Copy out the entries exactly. Print them in full.

======

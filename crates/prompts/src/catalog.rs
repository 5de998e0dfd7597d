//! The topic catalog: categories, optional subcategories and their topics.
//!
//! Used to validate chat requests and to list what can be asked about.
//! Topic ids are only unique within a category (`brahma` is both a Purana
//! and a deity).

use serde::Serialize;

#[derive(Debug, Clone, Copy)]
pub struct Topic {
    pub id: &'static str,
    pub name: &'static str,
}

#[derive(Debug, Clone, Copy)]
pub struct Subcategory {
    pub id: &'static str,
    pub name: &'static str,
    pub topics: &'static [Topic],
}

#[derive(Debug, Clone, Copy)]
pub struct Category {
    pub id: &'static str,
    pub name: &'static str,
    /// Topics directly under the category
    pub topics: &'static [Topic],
    pub subcategories: &'static [Subcategory],
}

/// A topic flattened together with where it lives.
#[derive(Debug, Clone, PartialEq, Eq, Serialize)]
pub struct TopicInfo {
    pub id: &'static str,
    pub name: &'static str,
    pub category_id: &'static str,
    pub subcategory_id: Option<&'static str>,
}

const fn t(id: &'static str, name: &'static str) -> Topic {
    Topic { id, name }
}

static CATEGORIES: &[Category] = &[
    Category {
        id: "vedas",
        name: "Vedas",
        topics: &[],
        subcategories: &[
            Subcategory { id: "rigveda", name: "Rigveda", topics: &[t("rigveda-general", "Rigveda")] },
            Subcategory { id: "yajurveda", name: "Yajurveda", topics: &[t("yajurveda-general", "Yajurveda")] },
            Subcategory { id: "samaveda", name: "Samaveda", topics: &[t("samaveda-general", "Samaveda")] },
            Subcategory {
                id: "atharvaveda",
                name: "Atharvaveda",
                topics: &[t("atharvaveda-general", "Atharvaveda")],
            },
        ],
    },
    Category {
        id: "puranas",
        name: "Puranas",
        topics: &[
            t("bhagwat", "Bhagwat Puran"),
            t("bhavishya", "Bhavishya Puran"),
            t("brahma", "Brahma Puran"),
            t("brahmand", "Brahmand Puran"),
            t("garuda", "Garuda Puran"),
            t("kurma", "Kurma Puran"),
            t("ling", "Ling Puran"),
            t("markandya", "Markandya Puran"),
            t("matsya", "Matsya Puran"),
            t("narad", "Narad Puran"),
            t("padma", "Padma Puran"),
            t("shiv", "Shiv Puran"),
            t("skand", "Skand Puran"),
            t("brahmvaivatra", "BrahmVaivatra Puran"),
            t("vaman", "Vaman Puran"),
            t("varah", "Varah Puran"),
            t("vishnu", "Vishnu Puran"),
        ],
        subcategories: &[],
    },
    Category {
        id: "epics",
        name: "Epics",
        topics: &[
            t("mahabharata", "Mahabharata"),
            t("ramayana", "Ramayana"),
            t("ramcharitmanas", "Ramcharitmanas"),
            t("gita", "Gita"),
        ],
        subcategories: &[],
    },
    Category {
        id: "knowledge",
        name: "Knowledge",
        topics: &[t("ayurveda", "Ayurveda"), t("jyotish", "Jyotish")],
        subcategories: &[],
    },
    Category {
        id: "characters",
        name: "Characters",
        topics: &[],
        subcategories: &[
            Subcategory {
                id: "devas",
                name: "Devas",
                topics: &[
                    t("vishnu", "Lord Vishnu"),
                    t("shiva", "Lord Shiva"),
                    t("brahma", "Lord Brahma"),
                    t("indra", "Lord Indra"),
                    t("surya", "Lord Surya"),
                ],
            },
            Subcategory {
                id: "avatars",
                name: "Avatars",
                topics: &[
                    t("rama", "Lord Rama"),
                    t("krishna", "Lord Krishna"),
                    t("narasimha", "Lord Narasimha"),
                    t("vamana", "Lord Vamana"),
                    t("parashurama", "Lord Parashurama"),
                ],
            },
            Subcategory {
                id: "sages",
                name: "Sages",
                topics: &[
                    t("vashishtha", "Sage Vashishtha"),
                    t("vishwamitra", "Sage Vishwamitra"),
                    t("narada", "Sage Narada"),
                    t("vyasa", "Sage Vyasa"),
                    t("valmiki", "Sage Valmiki"),
                ],
            },
        ],
    },
];

/// All categories in display order.
pub fn categories() -> &'static [Category] {
    CATEGORIES
}

pub fn category(id: &str) -> Option<&'static Category> {
    CATEGORIES.iter().find(|c| c.id == id)
}

pub fn subcategory(category_id: &str, subcategory_id: &str) -> Option<&'static Subcategory> {
    category(category_id)?
        .subcategories
        .iter()
        .find(|s| s.id == subcategory_id)
}

impl Category {
    /// Direct topics followed by subcategory topics.
    pub fn topic_infos(&'static self) -> impl Iterator<Item = TopicInfo> {
        let direct = self.topics.iter().map(move |topic| TopicInfo {
            id: topic.id,
            name: topic.name,
            category_id: self.id,
            subcategory_id: None,
        });
        let nested = self.subcategories.iter().flat_map(move |sub| {
            sub.topics.iter().map(move |topic| TopicInfo {
                id: topic.id,
                name: topic.name,
                category_id: self.id,
                subcategory_id: Some(sub.id),
            })
        });
        direct.chain(nested)
    }
}

/// Every topic across every category.
pub fn all_topics() -> Vec<TopicInfo> {
    CATEGORIES.iter().flat_map(Category::topic_infos).collect()
}

/// Look up a topic inside one category.
pub fn topic(category_id: &str, topic_id: &str) -> Option<TopicInfo> {
    category(category_id)?.topic_infos().find(|t| t.id == topic_id)
}

pub fn category_name(id: &str) -> &'static str {
    category(id).map(|c| c.name).unwrap_or("Unknown Category")
}

pub fn topic_name(category_id: &str, topic_id: &str) -> &'static str {
    topic(category_id, topic_id).map(|t| t.name).unwrap_or("Unknown Topic")
}
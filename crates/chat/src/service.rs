//! The chat service: one request in, one reply out.
//!
//! validate → conversation lookup → route → cache → prompt → classify →
//! profile → retry loop → (reply | fallback) → analytics → persistence.

use std::sync::Arc;
use std::time::Instant;

use chrono::Utc;
use tracing::{debug, info, warn};
use vedaguru_config::AppConfig;
use vedaguru_core::TopicMatching;
use vedaguru_core::message::{ChatRecord, Conversation, ConversationId, Message};
use vedaguru_core::provider::{Provider, ProviderRequest};
use vedaguru_core::store::ConversationStore;
use vedaguru_memory::{CacheKey, CacheStats, InMemoryConversationStore, ResponseCache};
use vedaguru_prompts::{GenerationProfile, QueryAnalysis, build_system_prompt, catalog, fallback, is_short_query};
use vedaguru_providers::{FailureTag, ProviderRouter, RetryPolicy, RouteError, complete_with_retry};
use vedaguru_telemetry::{Analytics, AnalyticsSummary};

use crate::error::ChatError;
use crate::types::{ChatReply, ChatRequest, ConversationRef};

/// Tunables the service reads from configuration.
#[derive(Debug, Clone, Copy, PartialEq)]
pub struct ChatSettings {
    pub cache_enabled: bool,
    pub topic_matching: TopicMatching,
}

impl Default for ChatSettings {
    fn default() -> Self {
        Self {
            cache_enabled: true,
            topic_matching: TopicMatching::default(),
        }
    }
}

impl ChatSettings {
    pub fn from_config(config: &AppConfig) -> Self {
        Self {
            cache_enabled: config.cache.enabled,
            topic_matching: config.prompts.topic_matching,
        }
    }
}

/// A request that passed validation.
struct Validated<'a> {
    message: &'a str,
    category: &'a str,
    topic: &'a str,
}

/// Where the reply text came from.
enum Outcome {
    Model {
        text: String,
        model: String,
        usage: Option<vedaguru_core::provider::Usage>,
        citations: Vec<String>,
    },
    Cached(String),
    Failed {
        text: String,
        tag: FailureTag,
        model: Option<String>,
    },
}

pub struct ChatService {
    router: Arc<ProviderRouter>,
    cache: Arc<ResponseCache>,
    analytics: Arc<Analytics>,
    store: Arc<dyn ConversationStore>,
    settings: ChatSettings,
}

======

- Response
filename crates/prompts/src/catalog.rs
repository 5de998e0dfd7597d
//! The topic catalog: categories, optional subcategories and their topics.
//!
//! Used to validate chat requests and to list what can be asked about.
//! Topic ids are only unique within a category (`brahma` is both a Purana
//! and a deity).

use serde::Serialize;

#[derive(Debug, Clone, Copy)]
pub struct Topic {
    pub id: &'static str,
    pub name: &'static str,
}

#[derive(Debug, Clone, Copy)]
pub struct Subcategory {
    pub id: &'static str,
    pub name: &'static str,
    pub topics: &'static [Topic],
}

#[derive(Debug, Clone, Copy)]
pub struct Category {
    pub id: &'static str,
    pub name: &'static str,
    /// Topics directly under the category
    pub topics: &'static [Topic],
    pub subcategories: &'static [Subcategory],
}

/// A topic flattened together with where it lives.
#[derive(Debug, Clone, PartialEq, Eq, Serialize)]
pub struct TopicInfo {
    pub id: &'static str,
    pub name: &'static str,
    pub category_id: &'static str,
    pub subcategory_id: Option<&'static str>,
}

const fn t(id: &'static str, name: &'static str) -> Topic {
    Topic { id, name }
}

static CATEGORIES: &[Category] = &[
    Category {
        id: "vedas",
        name: "Vedas",
        topics: &[],
        subcategories: &[
            Subcategory { id: "rigveda", name: "Rigveda", topics: &[t("rigveda-general", "Rigveda")] },
            Subcategory { id: "yajurveda", name: "Yajurveda", topics: &[t("yajurveda-general", "Yajurveda")] },
            Subcategory { id: "samaveda", name: "Samaveda", topics: &[t("samaveda-general", "Samaveda")] },
            Subcategory {
                id: "atharvaveda",
                name: "Atharvaveda",
                topics: &[t("atharvaveda-general", "Atharvaveda")],
            },
        ],
    },
    Category {
        id: "puranas",
        name: "Puranas",
        topics: &[
            t("bhagwat", "Bhagwat Puran"),
            t("bhavishya", "Bhavishya Puran"),
            t("brahma", "Brahma Puran"),
            t("brahmand", "Brahmand Puran"),
            t("garuda", "Garuda Puran"),
            t("kurma", "Kurma Puran"),
            t("ling", "Ling Puran"),
            t("markandya", "Markandya Puran"),
            t("matsya", "Matsya Puran"),
            t("narad", "Narad Puran"),
            t("padma", "Padma Puran"),
            t("shiv", "Shiv Puran"),
            t("skand", "Skand Puran"),
            t("brahmvaivatra", "BrahmVaivatra Puran"),
            t("vaman", "Vaman Puran"),
            t("varah", "Varah Puran"),
            t("vishnu", "Vishnu Puran"),
        ],
        subcategories: &[],
    },
    Category {
        id: "epics",
        name: "Epics",
        topics: &[
            t("mahabharata", "Mahabharata"),
            t("ramayana", "Ramayana"),
            t("ramcharitmanas", "Ramcharitmanas"),
            t("gita", "Gita"),
        ],
        subcategories: &[],
    },
    Category {
        id: "knowledge",
        name: "Knowledge",
        topics: &[t("ayurveda", "Ayurveda"), t("jyotish", "Jyotish")],
        subcategories: &[],
    },
    Category {
        id: "characters",
        name: "Characters",
        topics: &[],
        subcategories: &[
            Subcategory {
                id: "devas",
                name: "Devas",
                topics: &[
                    t("vishnu", "Lord Vishnu"),
                    t("shiva", "Lord Shiva"),
                    t("brahma", "Lord Brahma"),
                    t("indra", "Lord Indra"),
                    t("surya", "Lord Surya"),
                ],
            },
            Subcategory {
                id: "avatars",
                name: "Avatars",
                topics: &[
                    t("rama", "Lord Rama"),
                    t("krishna", "Lord Krishna"),
                    t("narasimha", "Lord Narasimha"),
                    t("vamana", "Lord Vamana"),
                    t("parashurama", "Lord Parashurama"),
                ],
            },
            Subcategory {
                id: "sages",
                name: "Sages",
                topics: &[
                    t("vashishtha", "Sage Vashishtha"),
                    t("vishwamitra", "Sage Vishwamitra"),
                    t("narada", "Sage Narada"),
                    t("vyasa", "Sage Vyasa"),
                    t("valmiki", "Sage Valmiki"),
                ],
            },
        ],
    },
];

/// All categories in display order.
pub fn categories() -> &'static [Category] {
    CATEGORIES
}

pub fn category(id: &str) -> Option<&'static Category> {
    CATEGORIES.iter().find(|c| c.id == id)
}

pub fn subcategory(category_id: &str, subcategory_id: &str) -> Option<&'static Subcategory> {
    category(category_id)?
        .subcategories
        .iter()
        .find(|s| s.id == subcategory_id)
}

impl Category {
    /// Direct topics followed by subcategory topics.
    pub fn topic_infos(&'static self) -> impl Iterator<Item = TopicInfo> {
        let direct = self.topics.iter().map(move |topic| TopicInfo {
            id: topic.id,
            name: topic.name,
            category_id: self.id,
            subcategory_id: None,
        });
        let nested = self.subcategories.iter().flat_map(move |sub| {
            sub.topics.iter().map(move |topic| TopicInfo {
                id: topic.id,
                name: topic.name,
                category_id: self.id,
                subcategory_id: Some(sub.id),
            })
        });
        direct.chain(nested)
    }
}

/// Every topic across every category.
pub fn all_topics() -> Vec<TopicInfo> {
    CATEGORIES.iter().flat_map(Category::topic_infos).collect()
}

/// Look up a topic inside one category.
pub fn topic(category_id: &str, topic_id: &str) -> Option<TopicInfo> {
    category(category_id)?.topic_infos().find(|t| t.id == topic_id)
}

pub fn category_name(id: &str) -> &'static str {
    category(id).map(|c| c.name).unwrap_or("Unknown Category")
}

pub fn topic_name(category_id: &str, topic_id: &str) -> &'static str {
    topic(category_id, topic_id).map(|t| t.name).unwrap_or("Unknown Topic")
}
filename crates/chat/src/service.rs
//! The chat service: one request in, one reply out.
//!
//! validate → conversation lookup → route → cache → prompt → classify →
//! profile → retry loop → (reply | fallback) → analytics → persistence.

use std::sync::Arc;
use std::time::Instant;

use chrono::Utc;
use tracing::{debug, info, warn};
use vedaguru_config::AppConfig;
use vedaguru_core::TopicMatching;
use vedaguru_core::message::{ChatRecord, Conversation, ConversationId, Message};
use vedaguru_core::provider::{Provider, ProviderRequest};
use vedaguru_core::store::ConversationStore;
use vedaguru_memory::{CacheKey, CacheStats, InMemoryConversationStore, ResponseCache};
use vedaguru_prompts::{GenerationProfile, QueryAnalysis, build_system_prompt, catalog, fallback, is_short_query};
use vedaguru_providers::{FailureTag, ProviderRouter, RetryPolicy, RouteError, complete_with_retry};
use vedaguru_telemetry::{Analytics, AnalyticsSummary};

use crate::error::ChatError;
use crate::types::{ChatReply, ChatRequest, ConversationRef};

/// Tunables the service reads from configuration.
#[derive(Debug, Clone, Copy, PartialEq)]
pub struct ChatSettings {
    pub cache_enabled: bool,
    pub topic_matching: TopicMatching,
}

impl Default for ChatSettings {
    fn default() -> Self {
        Self {
            cache_enabled: true,
            topic_matching: TopicMatching::default(),
        }
    }
}

impl ChatSettings {
    pub fn from_config(config: &AppConfig) -> Self {
        Self {
            cache_enabled: config.cache.enabled,
            topic_matching: config.prompts.topic_matching,
        }
    }
}

/// A request that passed validation.
struct Validated<'a> {
    message: &'a str,
    category: &'a str,
    topic: &'a str,
}

/// Where the reply text came from.
enum Outcome {
    Model {
        text: String,
        model: String,
        usage: Option<vedaguru_core::provider::Usage>,
        citations: Vec<String>,
    },
    Cached(String),
    Failed {
        text: String,
        tag: FailureTag,
        model: Option<String>,
    },
}

pub struct ChatService {
    router: Arc<ProviderRouter>,
    cache: Arc<ResponseCache>,
    analytics: Arc<Analytics>,
    store: Arc<dyn ConversationStore>,
    settings: ChatSettings,
}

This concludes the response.